BEGIN Input for this task
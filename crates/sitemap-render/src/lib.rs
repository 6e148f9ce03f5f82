//! Template rendering for sitemap documents.
//!
//! The sitemap engine builds a JSON context (`items`, `sitemaps`, `channel`,
//! `style`) and asks a [`Renderer`] to turn it into markup for a named
//! template. [`TemplateRenderer`] ships one built-in template per output
//! format:
//!
//! | Template       | Document                                   |
//! |----------------|--------------------------------------------|
//! | `xml`          | `<urlset>` with image, video, xhtml links  |
//! | `google-news`  | `<urlset>` with `news:news` blocks         |
//! | `ror-rss`      | ROR feed as RSS 2.0                        |
//! | `ror-rdf`      | ROR feed as RDF                            |
//! | `html`         | Human-readable link list                   |
//! | `txt`          | One location per line                      |
//! | `sitemapindex` | `<sitemapindex>` of sub-sitemaps           |
//!
//! Unknown template names fall back to `xml`. Output is never auto-escaped:
//! values are escaped when entries are added, not when they are rendered.

use std::collections::HashMap;

use minijinja::{AutoEscape, Environment, ErrorKind};

/// Template used for names without a template of their own.
pub const FALLBACK_TEMPLATE: &str = "xml";

const BUILTIN_TEMPLATES: &[(&str, &str)] = &[
    ("xml", include_str!("../templates/xml.j2")),
    ("google-news", include_str!("../templates/google-news.j2")),
    ("ror-rss", include_str!("../templates/ror-rss.j2")),
    ("ror-rdf", include_str!("../templates/ror-rdf.j2")),
    ("html", include_str!("../templates/html.j2")),
    ("txt", include_str!("../templates/txt.j2")),
    ("sitemapindex", include_str!("../templates/sitemapindex.j2")),
];

/// Error returned when a document cannot be rendered.
#[derive(Debug, thiserror::Error)]
pub enum RenderError {
    /// Template failed to compile or evaluate.
    #[error("Template error: {0}")]
    Template(#[from] minijinja::Error),
}

/// Turns a render context into document markup.
pub trait Renderer: Send + Sync {
    /// Render `template` with `context`.
    ///
    /// # Errors
    ///
    /// Returns [`RenderError`] if the template cannot be evaluated.
    fn render(&self, template: &str, context: &serde_json::Value) -> Result<String, RenderError>;
}

/// [`Renderer`] backed by minijinja and the built-in sitemap templates.
///
/// Individual templates can be replaced with [`TemplateRenderer::with_template`].
pub struct TemplateRenderer {
    env: Environment<'static>,
    overrides: HashMap<String, String>,
}

impl TemplateRenderer {
    /// Create a renderer with the built-in templates.
    #[must_use]
    pub fn new() -> Self {
        Self::with_overrides(HashMap::new())
    }

    /// Replace (or add) the template called `name`.
    #[must_use]
    pub fn with_template(mut self, name: &str, source: &str) -> Self {
        self.overrides.insert(name.to_owned(), source.to_owned());
        Self::with_overrides(self.overrides)
    }

    fn with_overrides(overrides: HashMap<String, String>) -> Self {
        let mut env = Environment::new();
        env.set_auto_escape_callback(|_| AutoEscape::None);
        env.set_trim_blocks(true);
        env.set_lstrip_blocks(true);

        let sources = overrides.clone();
        env.set_loader(move |name| {
            if let Some(source) = sources.get(name) {
                return Ok(Some(source.clone()));
            }
            Ok(builtin_template(name).map(str::to_owned))
        });

        Self { env, overrides }
    }
}

impl Default for TemplateRenderer {
    fn default() -> Self {
        Self::new()
    }
}

impl Renderer for TemplateRenderer {
    fn render(&self, template: &str, context: &serde_json::Value) -> Result<String, RenderError> {
        let tmpl = match self.env.get_template(template) {
            Ok(tmpl) => tmpl,
            Err(e) if e.kind() == ErrorKind::TemplateNotFound => {
                tracing::debug!(template, "no template for format, using {FALLBACK_TEMPLATE}");
                self.env.get_template(FALLBACK_TEMPLATE)?
            }
            Err(e) => return Err(e.into()),
        };
        let ctx = minijinja::Value::from_serialize(context);
        Ok(tmpl.render(ctx)?)
    }
}

fn builtin_template(name: &str) -> Option<&'static str> {
    BUILTIN_TEMPLATES
        .iter()
        .find(|(builtin, _)| *builtin == name)
        .map(|(_, source)| *source)
}
//! Sitemap endpoints.

use std::sync::Arc;

use axum::extract::{Path, State};
use sitemap_core::SitemapResponse;

use super::AppState;
use super::error::ServerError;

/// Handle `GET /{file}`, answering only `sitemap.{xml,txt,html}`.
pub(crate) async fn get_sitemap_file(
    State(state): State<Arc<AppState>>,
    Path(file): Path<String>,
) -> Result<SitemapResponse, ServerError> {
    let format = match file.strip_prefix("sitemap.") {
        Some(ext @ ("xml" | "txt" | "html")) => ext.to_owned(),
        _ => return Err(ServerError::NotFound(file)),
    };
    render(state, format).await
}

/// Handle `GET /sitemap/{format}`.
pub(crate) async fn get_sitemap_format(
    State(state): State<Arc<AppState>>,
    Path(format): Path<String>,
) -> Result<SitemapResponse, ServerError> {
    render(state, format).await
}

async fn render(state: Arc<AppState>, format: String) -> Result<SitemapResponse, ServerError> {
    tokio::task::spawn_blocking(move || state.engine().render(&format, None))
        .await
        .map_err(|e| ServerError::Task(e.to_string()))?
        .map_err(ServerError::from)
}

#[cfg(test)]
mod tests {
    use std::collections::HashMap;

    use sitemap_cache::{Cache, MemoryCache, NullCache};
    use sitemap_config::SitemapConfig;
    use sitemap_core::EntryParams;
    use sitemap_render::TemplateRenderer;
    use sitemap_storage::FsStorage;

    use super::*;
    use pretty_assertions::assert_eq;

    fn state(cache: Arc<dyn Cache>, use_cache: bool) -> Arc<AppState> {
        let config = HashMap::from([(
            "app.url".to_owned(),
            "https://example.com".to_owned(),
        )]);
        Arc::new(AppState {
            entries: vec![
                EntryParams::new("https://example.com/"),
                EntryParams::new("https://example.com/about"),
            ],
            sitemaps: Vec::new(),
            options: SitemapConfig {
                use_cache,
                ..SitemapConfig::default()
            },
            config: Arc::new(config),
            public_dir: "public".into(),
            cache,
            storage: Arc::new(FsStorage::new()),
            renderer: Arc::new(TemplateRenderer::new()),
        })
    }

    #[tokio::test]
    async fn test_sitemap_file_by_extension() {
        let response = get_sitemap_file(
            State(state(Arc::new(NullCache), false)),
            Path("sitemap.txt".to_owned()),
        )
        .await
        .unwrap();

        assert_eq!(response.status, 200);
        assert_eq!(response.content_type, "text/plain; charset=utf-8");
        assert_eq!(
            response.body,
            "https://example.com/\nhttps://example.com/about\n"
        );
    }

    #[tokio::test]
    async fn test_unknown_file_is_not_found() {
        let err = get_sitemap_file(
            State(state(Arc::new(NullCache), false)),
            Path("robots.txt".to_owned()),
        )
        .await
        .unwrap_err();

        assert!(matches!(err, ServerError::NotFound(ref file) if file == "robots.txt"));
    }

    #[tokio::test]
    async fn test_sitemap_by_format() {
        let response = get_sitemap_format(
            State(state(Arc::new(NullCache), false)),
            Path("ror-rss".to_owned()),
        )
        .await
        .unwrap();

        assert_eq!(response.content_type, "text/rss+xml; charset=utf-8");
        assert!(response.body.contains("<title>Sitemap for https://example.com</title>"));
    }

    #[tokio::test]
    async fn test_requests_share_cache() {
        let cache = Arc::new(MemoryCache::new());
        let shared = state(Arc::clone(&cache) as Arc<dyn Cache>, true);

        let first = get_sitemap_format(State(Arc::clone(&shared)), Path("xml".to_owned()))
            .await
            .unwrap();
        assert!(cache.has("sitemap."));
        let second = get_sitemap_format(State(shared), Path("xml".to_owned()))
            .await
            .unwrap();

        assert_eq!(first, second);
    }
}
END Input for this task
# Task description
Copy the records above exactly, please, but only from the first line through the line containing "Human-readable link list".

# Answer to the exercise
filename crates/sitemap-render/src/lib.rs
repository 6e148f9ce03f5f82
//! Template rendering for sitemap documents.
//!
//! The sitemap engine builds a JSON context (`items`, `sitemaps`, `channel`,
//! `style`) and asks a [`Renderer`] to turn it into markup for a named
//! template. [`TemplateRenderer`] ships one built-in template per output
//! format:
//!
//! | Template       | Document                                   |
//! |----------------|--------------------------------------------|
//! | `xml`          | `<urlset>` with image, video, xhtml links  |
//! | `google-news`  | `<urlset>` with `news:news` blocks         |
//! | `ror-rss`      | ROR feed as RSS 2.0                        |
//! | `ror-rdf`      | ROR feed as RDF                            |
//! | `html`         | Human-readable link list                   |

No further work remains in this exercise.